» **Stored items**
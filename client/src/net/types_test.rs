use super::*;
use serde_json::json;

// =============================================================
// Endpoint
// =============================================================

#[test]
fn endpoint_path_segments_match_backend_routes() {
    let segments: Vec<_> = Endpoint::ALL.iter().map(|e| e.as_str()).collect();
    assert_eq!(
        segments,
        ["ProductInfo", "RepairInstructions", "BillOfMaterials", "CADModel", "LicenseInfo", "SafetyInfo"]
    );
}

#[test]
fn endpoint_from_path_round_trips_and_rejects_unknown() {
    for endpoint in Endpoint::ALL {
        assert_eq!(Endpoint::from_path(endpoint.as_str()), Some(endpoint));
    }
    assert_eq!(Endpoint::from_path("productinfo"), None);
    assert_eq!(Endpoint::from_path("Pricing"), None);
}

#[test]
fn endpoint_display_uses_path_segment() {
    assert_eq!(Endpoint::CadModel.to_string(), "CADModel");
    assert_eq!(Endpoint::CadModel.label(), "CAD Model");
}

// =============================================================
// ProductInfo
// =============================================================

#[test]
fn product_info_parses_full_payload() {
    let body = json!({
        "id": 2,
        "name": "KUKA KR AGILUS",
        "category": "Industrial Robots",
        "description": "Compact six-axis robot",
        "payload": "10 kg",
        "reachRange": 1100,
        "applications": ["Assembly", "Packaging"],
        "license": "Commercial",
        "licenseDetails": "Per-unit"
    });
    let DetailResponse::ProductInfo(info) = DetailResponse::parse(Endpoint::ProductInfo, body).unwrap() else {
        panic!("expected product info");
    };
    assert_eq!(info.id.as_deref(), Some("2"));
    assert_eq!(info.reach_range.as_deref(), Some("1100"));
    assert_eq!(info.applications, ["Assembly", "Packaging"]);
    assert_eq!(info.license_details.as_deref(), Some("Per-unit"));
}

#[test]
fn product_info_missing_fields_default_to_none() {
    let parsed = DetailResponse::parse(Endpoint::ProductInfo, json!({ "name": "TALON", "payload": null })).unwrap();
    assert_eq!(
        parsed,
        DetailResponse::ProductInfo(ProductInfo { name: Some("TALON".to_owned()), ..ProductInfo::default() })
    );
}

#[test]
fn product_info_rejects_nested_object_in_text_field() {
    let err = DetailResponse::parse(Endpoint::ProductInfo, json!({ "name": { "first": "x" } }));
    assert!(err.is_err());
}

// =============================================================
// List replies
// =============================================================

#[test]
fn repair_instructions_accept_bare_array() {
    let parsed = DetailResponse::parse(Endpoint::RepairInstructions, json!(["Power off", "Open panel"])).unwrap();
    assert_eq!(
        parsed,
        DetailResponse::RepairInstructions(RepairInstructions {
            instructions: vec!["Power off".to_owned(), "Open panel".to_owned()],
        })
    );
}

#[test]
fn repair_instructions_accept_wrapped_object() {
    let parsed =
        DetailResponse::parse(Endpoint::RepairInstructions, json!({ "instructions": ["Step 1", null, 2] })).unwrap();
    assert_eq!(
        parsed,
        DetailResponse::RepairInstructions(RepairInstructions { instructions: vec!["Step 1".to_owned(), "2".to_owned()] })
    );
}

#[test]
fn bill_of_materials_wrapped_under_alternate_key() {
    let parsed = DetailResponse::parse(Endpoint::BillOfMaterials, json!({ "billOfMaterials": ["Steel"] })).unwrap();
    assert_eq!(parsed, DetailResponse::BillOfMaterials(BillOfMaterials { materials: vec!["Steel".to_owned()] }));
}

#[test]
fn bill_of_materials_object_without_list_is_empty() {
    let parsed = DetailResponse::parse(Endpoint::BillOfMaterials, json!({})).unwrap();
    assert_eq!(parsed, DetailResponse::BillOfMaterials(BillOfMaterials::default()));
}

#[test]
fn list_reply_rejects_scalar_body() {
    assert!(DetailResponse::parse(Endpoint::BillOfMaterials, json!("steel")).is_err());
}

// =============================================================
// CAD / License / Safety
// =============================================================

#[test]
fn cad_model_maps_camel_case_fields() {
    let body = json!({ "partNumber": "KR-6", "fileFormat": "STEP", "modelType": "Assembly", "weight": 54.5 });
    let DetailResponse::CadModel(cad) = DetailResponse::parse(Endpoint::CadModel, body).unwrap() else {
        panic!("expected cad model");
    };
    assert_eq!(cad.part_number.as_deref(), Some("KR-6"));
    assert_eq!(cad.file_format.as_deref(), Some("STEP"));
    assert_eq!(cad.model_type.as_deref(), Some("Assembly"));
    assert_eq!(cad.weight.as_deref(), Some("54.5"));
    assert_eq!(cad.color, None);
}

#[test]
fn license_info_parses() {
    let body = json!({ "id": 3, "license": "MIT", "licenseDetails": "Permissive" });
    let DetailResponse::LicenseInfo(info) = DetailResponse::parse(Endpoint::LicenseInfo, body).unwrap() else {
        panic!("expected license info");
    };
    assert_eq!(info.license.as_deref(), Some("MIT"));
    assert_eq!(info.license_details.as_deref(), Some("Permissive"));
    assert_eq!(info.name, None);
}

#[test]
fn safety_info_null_lists_are_empty() {
    let body = json!({ "safetyFeatures": ["E-stop"], "safetyInstructions": null });
    let parsed = DetailResponse::parse(Endpoint::SafetyInfo, body).unwrap();
    assert_eq!(
        parsed,
        DetailResponse::SafetyInfo(SafetyInfo { safety_features: vec!["E-stop".to_owned()], safety_instructions: vec![] })
    );
}

#[test]
fn response_reports_its_endpoint() {
    for endpoint in Endpoint::ALL {
        let body = match endpoint {
            Endpoint::RepairInstructions | Endpoint::BillOfMaterials => json!([]),
            _ => json!({}),
        };
        assert_eq!(DetailResponse::parse(endpoint, body).unwrap().endpoint(), endpoint);
    }
}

» **Work required**
In full and verbatim, repeat the records given above.

» **Exercise output**
filename client/src/net/types_test.rs
use super::*;
use serde_json::json;

// =============================================================
// Endpoint
// =============================================================

#[test]
fn endpoint_path_segments_match_backend_routes() {
    let segments: Vec<_> = Endpoint::ALL.iter().map(|e| e.as_str()).collect();
    assert_eq!(
        segments,
        ["ProductInfo", "RepairInstructions", "BillOfMaterials", "CADModel", "LicenseInfo", "SafetyInfo"]
    );
}

#[test]
fn endpoint_from_path_round_trips_and_rejects_unknown() {
    for endpoint in Endpoint::ALL {
        assert_eq!(Endpoint::from_path(endpoint.as_str()), Some(endpoint));
    }
    assert_eq!(Endpoint::from_path("productinfo"), None);
    assert_eq!(Endpoint::from_path("Pricing"), None);
}

#[test]
fn endpoint_display_uses_path_segment() {
    assert_eq!(Endpoint::CadModel.to_string(), "CADModel");
    assert_eq!(Endpoint::CadModel.label(), "CAD Model");
}

// =============================================================
// ProductInfo
// =============================================================

#[test]
fn product_info_parses_full_payload() {
    let body = json!({
        "id": 2,
        "name": "KUKA KR AGILUS",
        "category": "Industrial Robots",
        "description": "Compact six-axis robot",
        "payload": "10 kg",
        "reachRange": 1100,
        "applications": ["Assembly", "Packaging"],
        "license": "Commercial",
        "licenseDetails": "Per-unit"
    });
    let DetailResponse::ProductInfo(info) = DetailResponse::parse(Endpoint::ProductInfo, body).unwrap() else {
        panic!("expected product info");
    };
    assert_eq!(info.id.as_deref(), Some("2"));
    assert_eq!(info.reach_range.as_deref(), Some("1100"));
    assert_eq!(info.applications, ["Assembly", "Packaging"]);
    assert_eq!(info.license_details.as_deref(), Some("Per-unit"));
}

#[test]
fn product_info_missing_fields_default_to_none() {
    let parsed = DetailResponse::parse(Endpoint::ProductInfo, json!({ "name": "TALON", "payload": null })).unwrap();
    assert_eq!(
        parsed,
        DetailResponse::ProductInfo(ProductInfo { name: Some("TALON".to_owned()), ..ProductInfo::default() })
    );
}

#[test]
fn product_info_rejects_nested_object_in_text_field() {
    let err = DetailResponse::parse(Endpoint::ProductInfo, json!({ "name": { "first": "x" } }));
    assert!(err.is_err());
}

// =============================================================
// List replies
// =============================================================

#[test]
fn repair_instructions_accept_bare_array() {
    let parsed = DetailResponse::parse(Endpoint::RepairInstructions, json!(["Power off", "Open panel"])).unwrap();
    assert_eq!(
        parsed,
        DetailResponse::RepairInstructions(RepairInstructions {
            instructions: vec!["Power off".to_owned(), "Open panel".to_owned()],
        })
    );
}

#[test]
fn repair_instructions_accept_wrapped_object() {
    let parsed =
        DetailResponse::parse(Endpoint::RepairInstructions, json!({ "instructions": ["Step 1", null, 2] })).unwrap();
    assert_eq!(
        parsed,
        DetailResponse::RepairInstructions(RepairInstructions { instructions: vec!["Step 1".to_owned(), "2".to_owned()] })
    );
}

#[test]
fn bill_of_materials_wrapped_under_alternate_key() {
    let parsed = DetailResponse::parse(Endpoint::BillOfMaterials, json!({ "billOfMaterials": ["Steel"] })).unwrap();
    assert_eq!(parsed, DetailResponse::BillOfMaterials(BillOfMaterials { materials: vec!["Steel".to_owned()] }));
}

#[test]
fn bill_of_materials_object_without_list_is_empty() {
    let parsed = DetailResponse::parse(Endpoint::BillOfMaterials, json!({})).unwrap();
    assert_eq!(parsed, DetailResponse::BillOfMaterials(BillOfMaterials::default()));
}

#[test]
fn list_reply_rejects_scalar_body() {
    assert!(DetailResponse::parse(Endpoint::BillOfMaterials, json!("steel")).is_err());
}

// =============================================================
// CAD / License / Safety
// =============================================================

#[test]
fn cad_model_maps_camel_case_fields() {
    let body = json!({ "partNumber": "KR-6", "fileFormat": "STEP", "modelType": "Assembly", "weight": 54.5 });
    let DetailResponse::CadModel(cad) = DetailResponse::parse(Endpoint::CadModel, body).unwrap() else {
        panic!("expected cad model");
    };
    assert_eq!(cad.part_number.as_deref(), Some("KR-6"));
    assert_eq!(cad.file_format.as_deref(), Some("STEP"));
    assert_eq!(cad.model_type.as_deref(), Some("Assembly"));
    assert_eq!(cad.weight.as_deref(), Some("54.5"));
    assert_eq!(cad.color, None);
}

#[test]
fn license_info_parses() {
    let body = json!({ "id": 3, "license": "MIT", "licenseDetails": "Permissive" });
    let DetailResponse::LicenseInfo(info) = DetailResponse::parse(Endpoint::LicenseInfo, body).unwrap() else {
        panic!("expected license info");
    };
    assert_eq!(info.license.as_deref(), Some("MIT"));
    assert_eq!(info.license_details.as_deref(), Some("Permissive"));
    assert_eq!(info.name, None);
}

#[test]
fn safety_info_null_lists_are_empty() {
    let body = json!({ "safetyFeatures": ["E-stop"], "safetyInstructions": null });
    let parsed = DetailResponse::parse(Endpoint::SafetyInfo, body).unwrap();
    assert_eq!(
        parsed,
        DetailResponse::SafetyInfo(SafetyInfo { safety_features: vec!["E-stop".to_owned()], safety_instructions: vec![] })
    );
}

#[test]
fn response_reports_its_endpoint() {
    for endpoint in Endpoint::ALL {
        let body = match endpoint {
            Endpoint::RepairInstructions | Endpoint::BillOfMaterials => json!([]),
            _ => json!({}),
        };
        assert_eq!(DetailResponse::parse(endpoint, body).unwrap().endpoint(), endpoint);
    }
}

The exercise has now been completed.